*** Opening of DATASET ENTRIES ***

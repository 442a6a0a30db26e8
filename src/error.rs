use thiserror::Error;

// ─── Top-level error hierarchy ───────────────────────────────────────────────

/// Structured error hierarchy for Meridian.
///
/// Each subsystem defines its own error variant. The dispatch layer matches
/// on these to decide what the user sees; internal code continues to use
/// `anyhow::Result` for ad-hoc context chains.
#[derive(Debug, Error)]
pub enum MeridianError {
    // ── Config ───────────────────────────────────────────────────────────
    #[error("config: {0}")]
    Config(#[from] ConfigError),

    // ── Durable store ────────────────────────────────────────────────────
    #[error("store: {0}")]
    Store(#[from] StoreError),

    // ── Model backend ────────────────────────────────────────────────────
    #[error("model: {0}")]
    Model(#[from] ModelError),

    // ── Web search ───────────────────────────────────────────────────────
    #[error("search: {0}")]
    Search(#[from] SearchError),

    // ── Chat platform ────────────────────────────────────────────────────
    #[error("channel: {0}")]
    Channel(#[from] ChannelError),

    // ── Generic fallthrough (wraps anyhow for interop) ──────────────────
    #[error(transparent)]
    Other(#[from] anyhow::Error),
}

// ─── Config errors ───────────────────────────────────────────────────────────

#[derive(Debug, Error)]
pub enum ConfigError {
    #[error("failed to load config: {0}")]
    Load(String),

    #[error("validation failed: {0}")]
    Validation(String),

    #[error("io: {0}")]
    Io(#[from] std::io::Error),
}

// ─── Durable store errors ────────────────────────────────────────────────────

#[derive(Debug, Error)]
pub enum StoreError {
    /// Transient connection trouble that survived every retry attempt.
    #[error("store unavailable after {attempts} attempts: {message}")]
    Unavailable { attempts: u32, message: String },

    /// Non-transient database failure (malformed query, constraint, decode).
    #[error("query failed: {0}")]
    Query(String),
}

// ─── Model backend errors ────────────────────────────────────────────────────

#[derive(Debug, Error)]
pub enum ModelError {
    #[error("request failed: {0}")]
    Request(String),

    #[error("upload failed: {0}")]
    Upload(String),

    #[error("file {name} not active after {attempts} polls")]
    FileActivation { name: String, attempts: u32 },

    #[error("empty response from model")]
    EmptyResponse,
}

// ─── Search errors ───────────────────────────────────────────────────────────

#[derive(Debug, Error)]
pub enum SearchError {
    #[error("request failed: {0}")]
    Request(String),
}

// ─── Channel errors ──────────────────────────────────────────────────────────

#[derive(Debug, Error)]
pub enum ChannelError {
    #[error("send failed ({status}): {message}")]
    Send { status: u16, message: String },

    #[error("file download failed: {0}")]
    Download(String),

    #[error("transport: {0}")]
    Transport(String),
}

// ─── Convenience re-exports ─────────────────────────────────────────────────

/// Shorthand result type for the crate.
pub type Result<T> = std::result::Result<T, MeridianError>;
#[cfg(test)]
mod tests {
    use super::*;
    use wiremock::matchers::{body_partial_json, method, path};
    use wiremock::{Mock, MockServer, ResponseTemplate};

    fn channel_for(server: &MockServer) -> TelegramChannel {
        TelegramChannel::new("TOKEN", Vec::new()).with_base_url(server.uri())
    }

    #[test]
    fn extract_text_message() {
        let update = serde_json::json!({
            "update_id": 10,
            "message": {
                "message_id": 55,
                "chat": { "id": -100123 },
                "text": "hello bot"
            }
        });

        let inbound = extract_inbound(&update).unwrap();
        assert_eq!(inbound.chat_id, -100_123);
        assert_eq!(inbound.message_id, Some(55));
        assert_eq!(inbound.text.as_deref(), Some("hello bot"));
        assert!(inbound.media.is_empty());
    }

    #[test]
    fn extract_photo_takes_largest_size_and_caption() {
        let update = serde_json::json!({
            "message": {
                "message_id": 7,
                "chat": { "id": 5 },
                "caption": "look at this",
                "photo": [
                    { "file_id": "small", "width": 90 },
                    { "file_id": "large", "width": 1280 }
                ]
            }
        });

        let inbound = extract_inbound(&update).unwrap();
        assert_eq!(inbound.text.as_deref(), Some("look at this"));
        assert_eq!(inbound.media.len(), 1);
        assert_eq!(inbound.media[0].file_id, "large");
        assert_eq!(inbound.media[0].mime_type, "image/jpeg");
    }

    #[test]
    fn extract_document_keeps_mime_and_filename() {
        let update = serde_json::json!({
            "message": {
                "chat": { "id": 5 },
                "document": {
                    "file_id": "doc1",
                    "mime_type": "application/pdf",
                    "file_name": "notes.pdf"
                }
            }
        });

        let inbound = extract_inbound(&update).unwrap();
        assert_eq!(inbound.media[0].mime_type, "application/pdf");
        assert_eq!(inbound.media[0].filename.as_deref(), Some("notes.pdf"));
    }

    #[test]
    fn extract_voice_defaults_mime() {
        let update = serde_json::json!({
            "message": {
                "chat": { "id": 5 },
                "voice": { "file_id": "v1" }
            }
        });

        let inbound = extract_inbound(&update).unwrap();
        assert_eq!(inbound.media[0].mime_type, "audio/ogg");
    }

    #[test]
    fn extract_sticker_is_unsupported() {
        let update = serde_json::json!({
            "message": {
                "chat": { "id": 5 },
                "sticker": { "file_id": "s1" }
            }
        });

        let inbound = extract_inbound(&update).unwrap();
        assert!(inbound.media.is_empty());
        assert_eq!(inbound.unsupported, vec!["sticker".to_string()]);
    }

    #[test]
    fn non_message_updates_are_skipped() {
        let update = serde_json::json!({
            "update_id": 3,
            "edited_message": { "chat": { "id": 5 }, "text": "edited" }
        });
        assert!(extract_inbound(&update).is_none());
    }

    #[test]
    fn allowlist_filters_chats() {
        let open = TelegramChannel::new("T", Vec::new());
        let restricted = TelegramChannel::new("T", vec![42]);

        assert!(open.is_chat_allowed(7));
        assert!(restricted.is_chat_allowed(42));
        assert!(!restricted.is_chat_allowed(7));
    }

    #[tokio::test]
    async fn send_posts_to_send_message() {
        let server = MockServer::start().await;
        Mock::given(method("POST"))
            .and(path("/botTOKEN/sendMessage"))
            .and(body_partial_json(serde_json::json!({
                "chat_id": 9, "text": "hi there"
            })))
            .respond_with(ResponseTemplate::new(200).set_body_json(serde_json::json!({"ok": true})))
            .expect(1)
            .mount(&server)
            .await;

        channel_for(&server).send(9, "hi there").await.unwrap();
    }

    #[tokio::test]
    async fn send_failure_carries_status_and_body() {
        let server = MockServer::start().await;
        Mock::given(method("POST"))
            .respond_with(ResponseTemplate::new(403).set_body_string("bot was blocked"))
            .mount(&server)
            .await;

        let err = channel_for(&server).send(9, "hi").await.unwrap_err();
        match err {
            ChannelError::Send { status, message } => {
                assert_eq!(status, 403);
                assert!(message.contains("blocked"));
            }
            other => panic!("unexpected error: {other}"),
        }
    }

    #[tokio::test]
    async fn download_file_follows_get_file_path() {
        let server = MockServer::start().await;
        Mock::given(method("POST"))
            .and(path("/botTOKEN/getFile"))
            .respond_with(ResponseTemplate::new(200).set_body_json(serde_json::json!({
                "ok": true,
                "result": { "file_id": "f1", "file_path": "photos/p.jpg" }
            })))
            .mount(&server)
            .await;
        Mock::given(method("GET"))
            .and(path("/file/botTOKEN/photos/p.jpg"))
            .respond_with(ResponseTemplate::new(200).set_body_bytes(vec![1, 2, 3]))
            .mount(&server)
            .await;

        let bytes = channel_for(&server).download_file("f1").await.unwrap();
        assert_eq!(bytes, vec![1, 2, 3]);
    }

    #[tokio::test]
    async fn download_without_file_path_is_an_error() {
        let server = MockServer::start().await;
        Mock::given(method("POST"))
            .and(path("/botTOKEN/getFile"))
            .respond_with(
                ResponseTemplate::new(200).set_body_json(serde_json::json!({"ok": false})),
            )
            .mount(&server)
            .await;

        let err = channel_for(&server).download_file("f1").await.unwrap_err();
        assert!(matches!(err, ChannelError::Download(_)));
    }
}
//! Web search lookup used for proactive context injection.
//!
//! The orchestrator asks for a compact snippet block per user query and
//! prepends it to the outbound request. Lookup failures degrade to "no
//! snippets" — a broken search never blocks a reply.

use crate::error::SearchError;
use async_trait::async_trait;
use reqwest::Client;
use serde::Deserialize;
use std::time::Duration;

const BRAVE_SEARCH_URL: &str = "https://api.search.brave.com/res/v1/web/search";

/// External search collaborator.
#[async_trait]
pub trait SearchLookup: Send + Sync {
    /// Compact snippet block for `query`, or `None` when nothing useful
    /// came back.
    async fn snippets(&self, query: &str) -> Result<Option<String>, SearchError>;
}

// ─── Brave Search API response types ────────────────────────────────────────

#[derive(Debug, Deserialize)]
struct BraveSearchResponse {
    #[serde(default)]
    web: Option<BraveWebResults>,
}

#[derive(Debug, Deserialize)]
struct BraveWebResults {
    #[serde(default)]
    results: Vec<BraveWebResult>,
}

#[derive(Debug, Deserialize)]
struct BraveWebResult {
    title: String,
    url: String,
    #[serde(default)]
    description: String,
}

// ─── Brave client ───────────────────────────────────────────────────────────

/// Search lookup backed by the Brave Search API.
pub struct BraveSearch {
    client: Client,
    api_key: String,
    max_results: usize,
    base_url: String,
}

impl BraveSearch {
    pub fn new(api_key: impl Into<String>, max_results: usize) -> Self {
        let client = Client::builder()
            .timeout(Duration::from_secs(30))
            .build()
            .unwrap_or_else(|_| Client::new());
        Self {
            client,
            api_key: api_key.into(),
            max_results: max_results.clamp(1, 20),
            base_url: BRAVE_SEARCH_URL.to_string(),
        }
    }

    pub fn with_base_url(mut self, base_url: impl Into<String>) -> Self {
        self.base_url = base_url.into();
        self
    }
}

fn format_snippets(results: &[BraveWebResult]) -> Option<String> {
    if results.is_empty() {
        return None;
    }
    let block = results
        .iter()
        .map(|result| {
            let description = result.description.trim();
            if description.is_empty() {
                format!("- {} ({})", result.title, result.url)
            } else {
                format!("- {}: {} ({})", result.title, description, result.url)
            }
        })
        .collect::<Vec<_>>()
        .join("\n");
    Some(block)
}

#[async_trait]
impl SearchLookup for BraveSearch {
    async fn snippets(&self, query: &str) -> Result<Option<String>, SearchError> {
        if query.trim().is_empty() {
            return Ok(None);
        }

        let response = self
            .client
            .get(&self.base_url)
            .header("Accept", "application/json")
            .header("X-Subscription-Token", &self.api_key)
            .query(&[("q", query), ("count", &self.max_results.to_string())])
            .send()
            .await
            .map_err(|err| SearchError::Request(err.to_string()))?;

        let status = response.status();
        if !status.is_success() {
            let body = response.text().await.unwrap_or_default();
            return Err(SearchError::Request(format!("status {status}: {body}")));
        }

        let parsed: BraveSearchResponse = response
            .json()
            .await
            .map_err(|err| SearchError::Request(err.to_string()))?;

        let results = parsed.web.map(|web| web.results).unwrap_or_default();
        Ok(format_snippets(&results))
    }
}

*** Close of DATASET ENTRIES ***

* WHAT IS EXPECTED: Only the number should be given: how many lines in the entries above contain the string "backend"?

* THE ANSWER: 2